Diffusa in Europa sempre più ampiamente nell’età moderna, diviene strumento fondamentale per la nuova società della borghesia al potere, dall’Olanda secentesca (quando si fonda anche l’ideologia della casa borghese) all’Inghilterra vittoriana.
In queste società, infatti, la bambina doveva essere educata a divenire donna e in quello stato dirigere l’economia della casa.
Oggetto ludico e didattico il modello dell’abitazione appare, anzitutto, come una straordinaria forma di comunicazione specificamente indirizzata alla comprensione infantile (ma non solo a quella).
La divulgazione dei progetti e dei modelli di architettura
I diversi modelli di architettura presentavano tradizionalmente le forme esterne di un edificio: erano per questo facilmente comprensibili, più di molti disegni, per il fatto di presentare un insieme architettonico. Il modello architettonico, infatti, serviva prevalentemente a presentare il progetto in miniatura dell’edificio come sarebbe stato dopo l’edificazione reale per farlo comprendere meglio al committente.
I disegni dei progetti architettonici (piante, sezioni, facciate, particolari, ma anche assonometrie) erano comprensibili solo agli addetti ai lavori, ai progettisti e a qualche committente affinato nell’arte dell’architettura (ma spesso l’architetto suppliva a questa difficoltà di lettura presentando al committente prospettive realistiche, in particolare se comprensive di segni paesaggistici e urbani esistenti: Karl Friedrich Schinkel (1781-1841), il grande architetto dell’età romantica che era anche uno straordinario pittore, integrava questi strumenti di comunicazione con la raffigurazione pittorica dei suoi progetti nei luoghi prescelti, come fossero riprese dal vero a costruzione ultimata.

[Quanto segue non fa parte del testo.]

//! Control surface over the runtime, its models and the API server port.

use std::collections::BTreeSet;
use std::sync::{Arc, Mutex as StdMutex};

use tokio::sync::watch;
use tracing::info;

use crate::config::RuntimeConfig;
use crate::error::{Result, RuntimeError};
use crate::install::{InstallPipeline, InstallStream, JobGate};
use crate::inventory::{Inventory, ModelCatalog, OllamaCatalog};
use crate::port::{PortLease, PortNegotiator};
use crate::supervisor::{RuntimeHandle, RuntimeState, RuntimeStatus, RuntimeSupervisor};

/// Everything the application needs from the local runtime.
///
/// Owns one [`RuntimeSupervisor`] and one installation gate, so there is at
/// most one runtime process and one installation job per instance. Model
/// operations need a `Ready` runtime.
pub struct LocalRuntime {
    supervisor: RuntimeSupervisor,
    catalog: Option<Arc<dyn ModelCatalog>>,
    gate: JobGate,
    ports: PortNegotiator,
    server_lease: StdMutex<Option<PortLease>>,
}

impl LocalRuntime {
    /// Create a control surface for the given configuration.
    pub fn new(config: RuntimeConfig) -> Self {
        Self {
            supervisor: RuntimeSupervisor::new(config),
            catalog: None,
            gate: JobGate::new(),
            ports: PortNegotiator::new(),
            server_lease: StdMutex::new(None),
        }
    }

    /// Create from environment variables.
    pub fn from_env() -> Self {
        Self::new(RuntimeConfig::from_env())
    }

    /// Use `catalog` for listing and pulls instead of the runtime's own.
    pub fn with_catalog(mut self, catalog: Arc<dyn ModelCatalog>) -> Self {
        self.catalog = Some(catalog);
        self
    }

    pub fn config(&self) -> &RuntimeConfig {
        self.supervisor.config()
    }

    pub fn supervisor(&self) -> &RuntimeSupervisor {
        &self.supervisor
    }

    /// Start the runtime (idempotent while it is healthy).
    pub async fn start(&self) -> Result<RuntimeHandle> {
        self.supervisor.start().await
    }

    /// Stop the runtime.
    pub async fn stop(&self) -> Result<()> {
        self.supervisor.stop().await
    }

    pub fn status(&self) -> RuntimeStatus {
        self.supervisor.status()
    }

    pub fn subscribe(&self) -> watch::Receiver<RuntimeStatus> {
        self.supervisor.subscribe()
    }

    pub async fn is_healthy(&self) -> bool {
        self.supervisor.is_healthy().await
    }

    /// Models installed in the runtime.
    pub async fn list_installed(&self) -> Result<BTreeSet<String>> {
        Inventory::new(self.catalog()?).list_installed().await
    }

    /// Requested models that are not installed yet, in request order.
    pub async fn diff_missing<S: AsRef<str>>(&self, requested: &[S]) -> Result<Vec<String>> {
        Inventory::new(self.catalog()?).diff_missing(requested).await
    }

    /// Install `requested`, queueing behind a running job.
    pub async fn install_sequential<S: AsRef<str>>(&self, requested: &[S]) -> Result<InstallStream> {
        Ok(self.pipeline()?.install_sequential(requested).await)
    }

    /// Install `requested`, failing with `InstallInProgress` if a job runs.
    pub fn try_install_sequential<S: AsRef<str>>(&self, requested: &[S]) -> Result<InstallStream> {
        self.pipeline()?.try_install_sequential(requested)
    }

    /// Install the configured required models.
    pub async fn ensure_required_models(&self) -> Result<InstallStream> {
        let required = self.config().required_models.clone();
        self.install_sequential(&required).await
    }

    /// Port for the API server, reserved on first call and reused after.
    pub fn server_lease(&self) -> Result<PortLease> {
        let mut cached = self.server_lease.lock().unwrap_or_else(|e| e.into_inner());
        if let Some(lease) = *cached {
            return Ok(lease);
        }

        let config = self.config();
        let lease = self
            .ports
            .reserve(config.server_port, config.port_scan_attempts)?;
        if lease.diverged() {
            info!(
                "Server port {} is in use, using {} instead",
                lease.requested, lease.bound
            );
        }
        *cached = Some(lease);
        Ok(lease)
    }

    fn catalog(&self) -> Result<Arc<dyn ModelCatalog>> {
        let port = match self.supervisor.status() {
            RuntimeStatus {
                state: RuntimeState::Ready,
                bound_port: Some(port),
                ..
            } => port,
            _ => return Err(RuntimeError::RuntimeNotReady),
        };

        Ok(match &self.catalog {
            Some(catalog) => catalog.clone(),
            None => Arc::new(OllamaCatalog::new(self.config(), port)),
        })
    }

    fn pipeline(&self) -> Result<InstallPipeline> {
        Ok(InstallPipeline::new(self.catalog()?).with_gate(self.gate.clone()))
    }
}
//! Status command - start the runtime, probe it and report.

use codedocs_local_runtime::{LocalRuntime, RuntimeConfig};

use super::{start, with_runtime};

pub(crate) async fn run(config: RuntimeConfig, json: bool) -> miette::Result<()> {
    let runtime = LocalRuntime::new(config);

    with_runtime(&runtime, report_status(&runtime, json)).await
}

async fn report_status(runtime: &LocalRuntime, json: bool) -> miette::Result<()> {
    let handle = start(runtime).await?;
    let healthy = runtime.is_healthy().await;
    let status = runtime.status();

    if json {
        let value = serde_json::json!({
            "status": status,
            "healthy": healthy,
            "handle": handle,
        });
        let text = serde_json::to_string_pretty(&value)
            .map_err(|e| miette::miette!("Failed to encode status: {}", e))?;
        println!("{}", text);
        return Ok(());
    }

    println!("State:   {}", status.state);
    println!("Healthy: {}", healthy);
    println!("URL:     {}", handle.base_url);
    println!("PID:     {}", handle.pid);
    println!("Port:    {}", handle.port());
    if handle.lease.diverged() {
        println!("         (requested {})", handle.lease.requested);
    }
    Ok(())
}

Ma la comprensione di una casa, della sua articolazione interna, del succedersi dei diversi spazi funzionali e l’insieme delle diversificate interdipendenze delle parti è difficilmente governabile per chi non sia architetto. Un bambino, alla richiesta di raffigurare la propria casa, ne delinea sempre il fronte esterno. Ma chi tecnico non sia e chi non abbia dimestichezza con i documenti planimetrici di proprietà e con quelli catastali difficilmente potrà raffigurare la propria abitazione in modo comprensibile dal momento che la conoscenza della propria casa è un fatto prevalentemente psicologico e soggettivo.

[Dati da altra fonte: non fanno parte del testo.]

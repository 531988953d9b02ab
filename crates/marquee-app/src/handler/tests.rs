//! Tests for handler module

use std::path::PathBuf;

use super::*;
use crate::config::Settings;
use crate::input::{InputKey, PointerEvent, PointerKind};
use crate::message::Message;
use crate::state::{AppPhase, AppState, ChartSlot, Focus, Region, UiMode};
use crate::table_view::SortOrder;
use marquee_core::{Catalog, FilmRecord};

fn films() -> Vec<FilmRecord> {
    vec![
        FilmRecord::new("Spiderman", "Sam Raimi")
            .with_year(2002)
            .with_box_office(821_708_551.0)
            .with_country("USA")
            .with_insight("Web-slinging origin story"),
        FilmRecord::new("Batman", "Tim Burton")
            .with_year(1989)
            .with_box_office(411_348_924.0)
            .with_country("USA"),
        FilmRecord::new("Inception", "Christopher Nolan")
            .with_year(2010)
            .with_box_office(836_836_967.0)
            .with_country("UK")
            .with_insight("Dreams within dreams"),
    ]
}

fn new_state() -> AppState {
    AppState::new(PathBuf::from("films.json"), Settings::default())
}

/// State with the catalog loaded, controls ready and a table body laid out
/// at rows 10..20, columns 0..80.
fn interactive_state() -> AppState {
    let mut state = new_state();
    process(&mut state, Message::DatasetLoaded {
        catalog: Catalog::new(films()),
    });
    state.regions.table_body = Region::new(0, 10, 80, 10);
    state.table.set_visible_rows(10);
    state
}

/// Run a message and every follow-up message, like the event loop does.
fn process(state: &mut AppState, message: Message) -> Vec<UpdateAction> {
    let mut actions = Vec::new();
    let mut msg = Some(message);
    while let Some(m) = msg {
        let result = update(state, m);
        actions.extend(result.action);
        msg = result.message;
    }
    actions
}

fn titles(state: &AppState) -> Vec<&str> {
    state.table.rows().iter().map(|r| r.title.as_str()).collect()
}

// ─────────────────────────────────────────────────────────────────────────────
// Lifecycle
// ─────────────────────────────────────────────────────────────────────────────

#[test]
fn test_quit_message_sets_quitting_phase() {
    let mut state = new_state();
    update(&mut state, Message::Quit);
    assert_eq!(state.phase, AppPhase::Quitting);
    assert!(state.should_quit());
}

#[test]
fn test_load_dataset_requests_action() {
    let mut state = new_state();
    let actions = process(&mut state, Message::LoadDataset);
    assert_eq!(
        actions,
        vec![UpdateAction::LoadDataset {
            path: PathBuf::from("films.json")
        }]
    );
    assert!(state.loading);
}

#[test]
fn test_load_dataset_ignored_while_loading() {
    let mut state = new_state();
    process(&mut state, Message::LoadDataset);
    assert!(process(&mut state, Message::LoadDataset).is_empty());
}

#[test]
fn test_dataset_loaded_reaches_interactive() {
    let state = interactive_state();
    assert_eq!(state.phase, AppPhase::Interactive);
    assert_eq!(state.table.len(), 3);
    let dashboard = state.dashboard.as_ref().unwrap();
    assert_eq!(dashboard.summary.count, 3);
    assert_eq!(dashboard.summary.max_box_office, 836_836_967.0);
}

#[test]
fn test_dataset_loaded_stops_at_loaded_before_controls_ready() {
    let mut state = new_state();
    let result = update(
        &mut state,
        Message::DatasetLoaded {
            catalog: Catalog::new(films()),
        },
    );
    assert_eq!(state.phase, AppPhase::Loaded);
    assert!(matches!(result.message, Some(Message::ControlsReady)));
}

La comunicazione totalizzante della casa di bambola
La casa di bambola ha invece una capacità di comunicazione totalizzante: chiunque, bambino o adulto, ne coglie l’insieme ma anche ogni singola parte oltre che le molteplici interdipendenze fra le parti stesse. Che vi sia o no un fronte architettonico da aprire come fosse un’anta per osservare l’interno, quello che è evidente nella visione globale dei diversi ambienti che costituiscono l’abitazione è la comprensione della struttura di una casa e delle relazioni fra le parti. Non si tratta di una visione realistica (perché una simile immagine dal vero è possibile solo dopo il crollo della facciata che scopre l’interno dei vari piani e dei vari ambienti, così come tragicamente avvenne in Europa dopo i bombardamenti della seconda guerra mondiale), ma straordinariamente efficace nella sua complessa comunicazione.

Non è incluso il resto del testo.